Work to be completed: Count every line in the following entries where the word "UserAgentConfig" appears. Give the count alone.

Records for the task:
((

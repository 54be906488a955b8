use serde::Deserialize;

/// Listing page the original scraper targets
pub const DEFAULT_LISTING_URL: &str = "https://www.imdb.com/chart/moviemeter/?ref_=nv_mv_mpm";

/// Origin prefixed to relative item links
pub const DEFAULT_ORIGIN: &str = "https://imdb.com";

/// Identity header sent with every request
pub const DEFAULT_USER_AGENT: &str = "Mozilla/5.0 (Windows NT 10.0; Win64; x64) AppleWebKit/537.36 (KHTML, like Gecko) Chrome/42.0.2311.135 Safari/537.36 Edge/12.246";

/// Main configuration structure for Marquee
///
/// Every section falls back to its defaults, so an empty file (or no file at
/// all) reproduces the stock IMDb "most popular movies" scrape.
#[derive(Debug, Clone, Default, Deserialize)]
#[serde(default)]
pub struct Config {
    pub scraper: ScraperConfig,
    #[serde(rename = "user-agent")]
    pub user_agent: UserAgentConfig,
    pub output: OutputConfig,
    pub selectors: SelectorConfig,
}

/// Scraper behavior configuration
#[derive(Debug, Clone, Deserialize)]
#[serde(default)]
pub struct ScraperConfig {
    /// Listing page enumerating the ranked items
    #[serde(rename = "listing-url")]
    pub listing_url: String,

    /// Site origin used to absolutize item links
    pub origin: String,

    /// Maximum number of concurrent detail workers
    #[serde(rename = "max-workers")]
    pub max_workers: u32,

    /// Upper bound of the random pre-fetch delay (milliseconds)
    #[serde(rename = "max-jitter-ms")]
    pub max_jitter_ms: u64,

    /// Whole-request timeout for a single fetch (seconds)
    #[serde(rename = "fetch-timeout-secs")]
    pub fetch_timeout_secs: u64,

    /// Connection establishment timeout (seconds)
    #[serde(rename = "connect-timeout-secs")]
    pub connect_timeout_secs: u64,

    /// Consecutive sink failures after which the run is halted
    #[serde(rename = "max-sink-failures")]
    pub max_sink_failures: u32,
}

impl Default for ScraperConfig {
    fn default() -> Self {
        Self {
            listing_url: DEFAULT_LISTING_URL.to_string(),
            origin: DEFAULT_ORIGIN.to_string(),
            max_workers: 10,
            max_jitter_ms: 200,
            fetch_timeout_secs: 30,
            connect_timeout_secs: 10,
            max_sink_failures: 3,
        }
    }
}

/// User agent identification configuration
#[derive(Debug, Clone, Deserialize)]
#[serde(default)]
pub struct UserAgentConfig {
    /// Full `User-Agent` header value
    pub value: String,
}

impl Default for UserAgentConfig {
    fn default() -> Self {
        Self {
            value: DEFAULT_USER_AGENT.to_string(),
        }
    }
}

/// Output configuration
#[derive(Debug, Clone, Deserialize)]
#[serde(default)]
pub struct OutputConfig {
    /// CSV file records are appended to
    #[serde(rename = "csv-path")]
    pub csv_path: String,

    /// Log file the run is recorded in
    #[serde(rename = "log-path")]
    pub log_path: String,
}

impl Default for OutputConfig {
    fn default() -> Self {
        Self {
            csv_path: "movies.csv".to_string(),
            log_path: "imdb_scraper.log".to_string(),
        }
    }
}

/// CSS selectors locating the structural anchors on listing and detail pages
#[derive(Debug, Clone, Deserialize)]
#[serde(default)]
pub struct SelectorConfig {
    /// Container holding the ranked item collection
    #[serde(rename = "listing-container")]
    pub listing_container: String,

    /// One ranked item inside the container
    #[serde(rename = "listing-item")]
    pub listing_item: String,

    /// Anchor inside an item pointing at its detail page
    #[serde(rename = "listing-anchor")]
    pub listing_anchor: String,

    /// Container holding the title and release date
    #[serde(rename = "detail-container")]
    pub detail_container: String,

    /// Title, searched within the detail container
    pub title: String,

    /// Release date, searched within the detail container
    #[serde(rename = "release-date")]
    pub release_date: String,

    /// Rating, searched across the whole page
    pub rating: String,

    /// Plot summary, searched across the whole page
    #[serde(rename = "plot-summary")]
    pub plot_summary: String,
}

impl Default for SelectorConfig {
    fn default() -> Self {
        Self {
            listing_container: r#"div[data-testid="chart-layout-main-column"] ul"#.to_string(),
            listing_item: "li".to_string(),
            listing_anchor: "a[href]".to_string(),
            detail_container: "div.sc-92625f35-3.frxYSZ".to_string(),
            title: "h1".to_string(),
            release_date: "a.ipc-link.ipc-link--baseAlt.ipc-link--inherit-color".to_string(),
            rating: "span.sc-bde20123-1.cMEQkK".to_string(),
            plot_summary: r#"span[data-testid="plot-xs_to_m"]"#.to_string(),
        }
    }
}

impl SelectorConfig {
    /// Selector rules paired with their config key, for validation and reporting
    pub fn entries(&self) -> [(&'static str, &str); 8] {
        [
            ("listing-container", &self.listing_container),
            ("listing-item", &self.listing_item),
            ("listing-anchor", &self.listing_anchor),
            ("detail-container", &self.detail_container),
            ("title", &self.title),
            ("release-date", &self.release_date),
            ("rating", &self.rating),
            ("plot-summary", &self.plot_summary),
        ]
    }
}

))

Problem solution: 3